Bennett, 85, appeared on Howard Stern’s Sirius XM show on Monday night to promote his upcoming release “Duets II.” The conversation took a bizarre turn after Stern asked Bennett, a veteran of World War II, how the United States should deal with the terrorists who were responsible for destroying the World Trade Center.
“They flew the plane in but we caused it,” Bennett said. “Because we were bombing them and they told us to stop.” He also asked Stern, “Are we the terrorists or are they the terrorists? Two wrongs don’t make a right.”
Bennett apologized for his remarks on his Facebook page.
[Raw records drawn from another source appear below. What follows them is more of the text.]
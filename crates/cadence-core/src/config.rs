use anyhow::Result;
use config::Config;
use serde::Deserialize;

use crate::constants::ENV_PREFIX;
use crate::error::{CoreError, CoreResult};

#[derive(Debug, Clone, Deserialize)]
pub struct Settings {
    pub server: ServerConfig,
    pub logging: LoggingConfig,
}

#[derive(Debug, Clone, Deserialize)]
pub struct ServerConfig {
    pub host: String,
    pub port: u16,
}

impl ServerConfig {
    /// ## Summary
    /// Returns the socket address to bind, in the format "host:port".
    #[must_use]
    pub fn bind_addr(&self) -> String {
        format!("{}:{}", self.host, self.port)
    }
}

#[derive(Debug, Clone, Deserialize)]
pub struct LoggingConfig {
    pub level: String,
}

impl Settings {
    /// ## Summary
    /// Loads configuration from environment variables and an optional
    /// `config.toml` into a `Settings`.
    ///
    /// Environment variables use the `TODO_` prefix with `_` as the section
    /// separator, e.g. `TODO_SERVER_PORT=8080`.
    ///
    /// ## Errors
    /// Returns an error if building the configuration, deserializing it, or
    /// validating the result fails.
    pub fn load() -> Result<Self> {
        let settings = Config::builder()
            .set_default("server.host", "0.0.0.0")?
            .set_default("server.port", 7540)?
            .set_default("logging.level", "info")?
            .add_source(
                config::Environment::with_prefix(ENV_PREFIX)
                    .separator("_")
                    .ignore_empty(true)
                    .try_parsing(true),
            )
            // TOML file
            .add_source(config::File::with_name("config.toml").required(false))
            .build()?
            .try_deserialize::<Settings>()?;

        settings.validate()?;
        Ok(settings)
    }

    /// ## Summary
    /// Checks values that deserialize fine but cannot be served.
    ///
    /// ## Errors
    /// Returns `CoreError::ConfigError` if the host or log level is blank or
    /// the port is zero.
    pub fn validate(&self) -> CoreResult<()> {
        if self.server.host.trim().is_empty() {
            return Err(CoreError::ConfigError("server.host must not be empty".into()));
        }
        if self.server.port == 0 {
            return Err(CoreError::ConfigError("server.port must not be 0".into()));
        }
        if self.logging.level.trim().is_empty() {
            return Err(CoreError::ConfigError(
                "logging.level must not be empty".into(),
            ));
        }
        Ok(())
    }
}

/// ## Summary
/// Loads configuration from environment variables and `.env` file.
///
/// ## Errors
/// Returns an error if loading or deserializing the configuration fails.
pub fn load_config() -> Result<Settings> {
    dotenvy::dotenv().ok();

    Settings::load()
}

#[cfg(test)]
#[path = "config_tests.rs"]
mod tests;
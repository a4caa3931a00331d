mod healthcheck;
mod nextdate;

use salvo::Router;

// Re-export route constants from core
pub use cadence_core::constants::{
    API_ROUTE_COMPONENT, API_ROUTE_PREFIX, HEALTHCHECK_ROUTE, NEXT_DATE_ROUTE,
};

pub use nextdate::ErrorResponse;

/// ## Summary
/// Constructs the API router with the task date endpoints.
#[must_use]
pub fn routes() -> Router {
    Router::with_path(API_ROUTE_COMPONENT)
        .push(healthcheck::routes())
        .push(nextdate::routes())
}
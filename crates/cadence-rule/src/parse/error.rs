//! Rule and date parsing error types.

use std::fmt;

/// Result type for rule and date parsing operations.
pub type ParseResult<T> = Result<T, ParseError>;

/// Error type for rule and date parsing.
#[derive(Debug, Clone, PartialEq, Eq)]
pub struct ParseError {
    /// Kind of error.
    pub kind: ParseErrorKind,
    /// The offending token or text, when there is one.
    pub context: Option<String>,
}

impl ParseError {
    /// Creates a new parse error.
    #[must_use]
    pub fn new(kind: ParseErrorKind) -> Self {
        Self {
            kind,
            context: None,
        }
    }

    /// Adds context to this error.
    #[must_use]
    pub fn with_context(mut self, context: impl Into<String>) -> Self {
        self.context = Some(context.into());
        self
    }
}

impl fmt::Display for ParseError {
    fn fmt(&self, f: &mut fmt::Formatter<'_>) -> fmt::Result {
        write!(f, "{}", self.kind)?;
        if let Some(ref ctx) = self.context {
            write!(f, ": '{ctx}'")?;
        }
        Ok(())
    }
}

impl std::error::Error for ParseError {}

/// Kinds of parse errors.
#[derive(Debug, Clone, Copy, PartialEq, Eq, Hash)]
pub enum ParseErrorKind {
    /// A date is not eight digits naming a real `YYYYMMDD` day.
    InvalidDateFormat,
    /// The rule text is empty.
    EmptyRule,
    /// Daily interval missing, non-numeric, or outside 1..=400.
    InvalidInterval,
    /// Weekday token non-numeric or outside 1..=7, or the list is empty.
    InvalidWeekday,
    /// Day-of-month token non-numeric, zero, outside -31..=31, or unable to
    /// fall in any allowed month.
    InvalidMonthDay,
    /// Month token non-numeric or outside 1..=12.
    InvalidMonth,
    /// The text matches none of the rule forms.
    UnsupportedRule,
}

impl fmt::Display for ParseErrorKind {
    fn fmt(&self, f: &mut fmt::Formatter<'_>) -> fmt::Result {
        match self {
            Self::InvalidDateFormat => write!(f, "invalid date format"),
            Self::EmptyRule => write!(f, "the repetition rule is empty"),
            Self::InvalidInterval => write!(f, "invalid day interval"),
            Self::InvalidWeekday => write!(f, "invalid day of week"),
            Self::InvalidMonthDay => write!(f, "invalid day of month"),
            Self::InvalidMonth => write!(f, "invalid month"),
            Self::UnsupportedRule => write!(f, "unsupported repetition rule"),
        }
    }
}

#[cfg(test)]
#[path = "error_tests.rs"]
mod tests;
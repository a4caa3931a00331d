use cadence_rule::ParseErrorKind;
use thiserror::Error;

/// Application-level errors (HTTP layer)
#[derive(Error, Debug)]
pub enum AppError {
    #[error(transparent)]
    ServiceError(#[from] cadence_service::error::ServiceError),

    #[error(transparent)]
    ParseError(#[from] cadence_rule::ParseError),
}

impl AppError {
    /// The kind of a user input error, `None` when the server is at fault.
    #[must_use]
    pub fn kind(&self) -> Option<ParseErrorKind> {
        match self {
            Self::ServiceError(err) => err.kind(),
            Self::ParseError(err) => Some(err.kind),
        }
    }
}

pub type AppResult<T> = std::result::Result<T, AppError>;
use thiserror::Error;

/// Core-level errors
#[derive(Error, Debug)]
pub enum CoreError {
    #[error("Configuration error: {0}")]
    ConfigError(String),
}

pub type CoreResult<T> = std::result::Result<T, CoreError>;
//! Date policy for tasks being created, edited, or marked done.
//!
//! These helpers decide which date a task should be stored with. They never
//! touch storage, the caller persists the outcome.

use cadence_rule::{CalendarDate, parse_date, parse_rule};

use crate::error::ServiceResult;
use crate::recurrence::next_date;

/// Literal accepted in place of a date to mean the reference day.
pub const TODAY: &str = "today";

/// What happens to a task when it is marked done.
#[derive(Debug, Clone, Copy, PartialEq, Eq)]
pub enum Completion {
    /// One-off task: delete it.
    Remove,
    /// Recurring task: keep it and move it to the given date.
    Reschedule(CalendarDate),
}

/// ## Summary
/// Picks the stored date for a task being created or edited.
///
/// An absent or empty `requested` date, or the literal `today`, means
/// `today`. A date in the past moves to `today` for one-off tasks and to the
/// next occurrence for recurring ones. Dates from `today` on are kept.
///
/// ## Errors
/// Returns `InvalidDateFormat` for a malformed date and the rule parser's
/// error for a malformed non-empty `repeat`, even when the date is kept.
/// Returns `ServiceError::InvariantViolation` if the next occurrence is past
/// year 9999.
pub fn schedule_date(
    today: CalendarDate,
    requested: Option<&str>,
    repeat: &str,
) -> ServiceResult<CalendarDate> {
    let date = match requested {
        None | Some("" | TODAY) => today,
        Some(text) => parse_date(text)?,
    };

    if repeat.is_empty() {
        return Ok(date.max(today));
    }

    let rule = parse_rule(repeat)?;
    if date < today {
        next_date(today, date, &rule)
    } else {
        Ok(date)
    }
}

/// ## Summary
/// Decides the outcome of marking a task done on `today`.
///
/// ## Errors
/// For recurring tasks, returns `InvalidDateFormat` if `task_date` is
/// malformed and the rule parser's error if `repeat` is. Returns
/// `ServiceError::InvariantViolation` if the next occurrence is past year 9999.
pub fn complete(today: CalendarDate, task_date: &str, repeat: &str) -> ServiceResult<Completion> {
    if repeat.is_empty() {
        return Ok(Completion::Remove);
    }

    let anchor = parse_date(task_date)?;
    let rule = parse_rule(repeat)?;
    let next = next_date(today, anchor, &rule)?;
    tracing::debug!(%anchor, %next, "Rescheduling completed task");
    Ok(Completion::Reschedule(next))
}
//! Parsers for `YYYYMMDD` dates and recurrence rule text.

pub mod error;
mod parser;
mod values;

pub use parser::parse_rule;
pub use values::parse_date;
Appearing on ABC’s “The View,” Bennett was asked about his comments. He produced a card and read from it.
“I am sorry if my statements suggested anything other than an expression of my love for my country, my hope for humanity and my desire for peace throughout the world,” the singer said, echoing his statement on Facebook.
“Nobody loves America more than I do,” Bennett said, reading from the card.
On his Facebook page, Bennett wrote “My life experience… made me a life-long humanist and pacifist, and reinforced my belief that violence begets violence and that war is the lowest form of human behavior.”
That said, not everyone is pleased with the apology. On his Facebook page, some were critical.
“My brother died in one of those buildings, and frankly you are so off base in your views of who the terrorists are, I now question your patriotism,” wrote Ron Bogdan of Lawrenceville, New Jersey.
“Nice statement by your publicist, however, we heard you loud and clear on the Stern program,” wrote Brian Eades of Omaha, Neb. “You clearly equate U.S. actions with those of the terrorists and said the U.S. somehow caused 9/11. The 3,000 people that died that day were innocent people. They were murdered in cold blood. Nothing – no matter what you can point to in U.S. policy over the years – justifies what was done or somehow mitigates the tragedy.”